L U D W I G ( L U I S ) N E U
Weitere Werke von Ludwig (Luis) Neu
Schwarm von Wanderheuschrecken über einem Kornfeld in Südamerika
Aquarell und Tusche über leichten Bleistiftvorzeichnungen, partiell leicht mit Deckfarben gehöht, auf Velinpapier [Trockenstempel „ARS“], verso umlaufend durch braunes Klebeband unter Passepartout gesetzt
nicht datiert
u.r. signiert „L. Neu“
nicht betitelt
€ 600,-
Passepartoutgrösse: 61×46,9cm
Blattgrösse: 49,5×35,3cm
Grösse des Passepartoutausschnitts: 48,4x33cm
Zustand
Blatt verso umlaufend durch braunes Klebeband unter Passepartout gesetzt; in den oberen und unteren Randbereichen leichte Druckstellen; verso o.r. (wohl) vom Künstler in blauem Kugelschreiber beschrieben; verso sehr leicht fleckig; Passepartout an den Rändern etwas aufgeraut
Ludwig Neu emigrierte am 15. Mai 1938 nach Buenos Aires. Seine Frau und die gemeinsame Tochter folgten ein halbes Jahr später. „Die ersten zwei Jahre in Buenos Aires fielen der Familie sehr schwer, weil Luis Neu keine Sprachkenntnisse besaß und seine norddeutschen Motive in Südamerika weder Interessenten noch Abnehmer fanden. Trotzdem bauten alle drei eine neue Existenz auf. Neu betätigte sich als Fotograf für das Argentinische Tageblatt und wechselte mehrfach den Brotberuf, bevor er sich in den fünfziger Jahren als Maler wieder durchsetzen konnte“ (Maike Bruhns (2007): Geflohen aus Deutschland. Hamburger Künstler im Exil 1933-1945; Edition Temmen; Bremen; S.20). Neben Landschafts- und Stadtansichten aus Südamerika entstanden auch figürliche Kompositionen und im Gegensatz zu den früheren, vom Impressionismus beeinflussten Werken zeigen diese Arbeiten eine expressiv-realistische, farbeprächtige Wiedergabe.

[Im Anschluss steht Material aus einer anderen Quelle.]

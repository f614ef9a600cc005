//! Token resolution service.

use std::sync::Arc;
use std::time::Duration;
use tracing::{debug, error};

use super::{DEFAULT_STORE_TIMEOUT, with_deadline};
use crate::domain::repositories::{MappingRepository, StoreError};

/// Failure of a resolve request.
#[derive(Debug, thiserror::Error)]
pub enum ResolveError {
    #[error("short URL token is missing")]
    BadRequest,

    #[error("no URL found for token")]
    NotFound,

    #[error("storage failure: {0}")]
    Storage(#[from] StoreError),
}

/// Resolves short tokens to their original URLs. Never mutates the store.
pub struct ResolveService<R: MappingRepository + ?Sized> {
    repository: Arc<R>,
    store_timeout: Duration,
}

impl<R: MappingRepository + ?Sized> ResolveService<R> {
    /// Creates a new resolution service.
    pub fn new(repository: Arc<R>) -> Self {
        Self {
            repository,
            store_timeout: DEFAULT_STORE_TIMEOUT,
        }
    }

    /// Sets the deadline applied to each store call.
    pub fn with_store_timeout(mut self, store_timeout: Duration) -> Self {
        self.store_timeout = store_timeout;
        self
    }

    /// Returns the original URL for `token`, matched case-insensitively.
    ///
    /// # Errors
    ///
    /// - [`ResolveError::BadRequest`] if `token` is blank; the store is not queried
    /// - [`ResolveError::NotFound`] if no mapping has this token
    /// - [`ResolveError::Storage`] if the lookup fails or exceeds its deadline
    pub async fn resolve(&self, token: &str) -> Result<String, ResolveError> {
        if token.trim().is_empty() {
            return Err(ResolveError::BadRequest);
        }

        let mapping = with_deadline(self.store_timeout, self.repository.find_by_short(token))
            .await
            .inspect_err(|e| error!(token = %token, error = %e, "Lookup by token failed"))?;

        match mapping {
            Some(mapping) => {
                debug!(token = %token, url = %mapping.original_url, "Resolved token");
                Ok(mapping.original_url)
            }
            None => {
                debug!(token = %token, "No URL found");
                Err(ResolveError::NotFound)
            }
        }
    }
}
//! Utility functions for token generation, URL processing and error mapping.
//!
//! - [`token_generator`] - Random short token generation
//! - [`url_normalizer`] - URL trimming and validation
//! - [`db_error`] - SQLx error classification

pub mod db_error;
pub mod token_generator;
pub mod url_normalizer;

Das vorliegende Aquarell ist in diese spätere Schaffensphase einzuordnen. Neu, der als Siebzigjähriger zwei Jahre bei den Indios lebte (vgl. ebd.; S. 21), drückt in diesem Werk eine Verbundenheit mit den dort lebenden Menschen aus, die in diesem Fall einer existenziellen Katastrophe gegenüberstehen.

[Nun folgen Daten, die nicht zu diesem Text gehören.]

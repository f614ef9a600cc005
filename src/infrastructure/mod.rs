//! Infrastructure layer for external integrations.
//!
//! - [`persistence`] - Mapping repository implementations

pub mod persistence;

Im vorderen Bildbereich blicken wir auf eine Familie mit Vater, Mutter und zwei Kindern, sowie zwei jüngeren Männern, die vielleicht als Arbeiter zu sehen sind. Bis auf die beiden Kinder schauen alle wie gebannt auf den rechten oberen Bildbereich, in dem sich, einer düsteren Wolke gleich, ein Schwarm Wanderheuschrecken über dem reifen Feld versammelt. Vereinzelt fliegen einzelne Heuschrecken auch in den Vordergrund, so dass wir als Betrachter die Tiere dezidiert sehen können. Jeden Moment droht der Schwarm auf das Feld herab zu stürzen, um die Ernte in kürzester Zeit zu vernichten. Diesen ungemein emotionalen Moment, der die unmittelbar bevorstehende Zerstörung ankündigt, aber doch eine wie auch immer geartete Hoffnung nicht ganz ausschließt, hält Neu hier ergreifend fest. Als Blickfang innerhalb des Werks mag der kleine Junge gelten, der mit seiner nach links gerichteten Körperhaltung, den Blickrichtungen der Übrigen entgegengestellt ist und doch am bitterlichsten weint.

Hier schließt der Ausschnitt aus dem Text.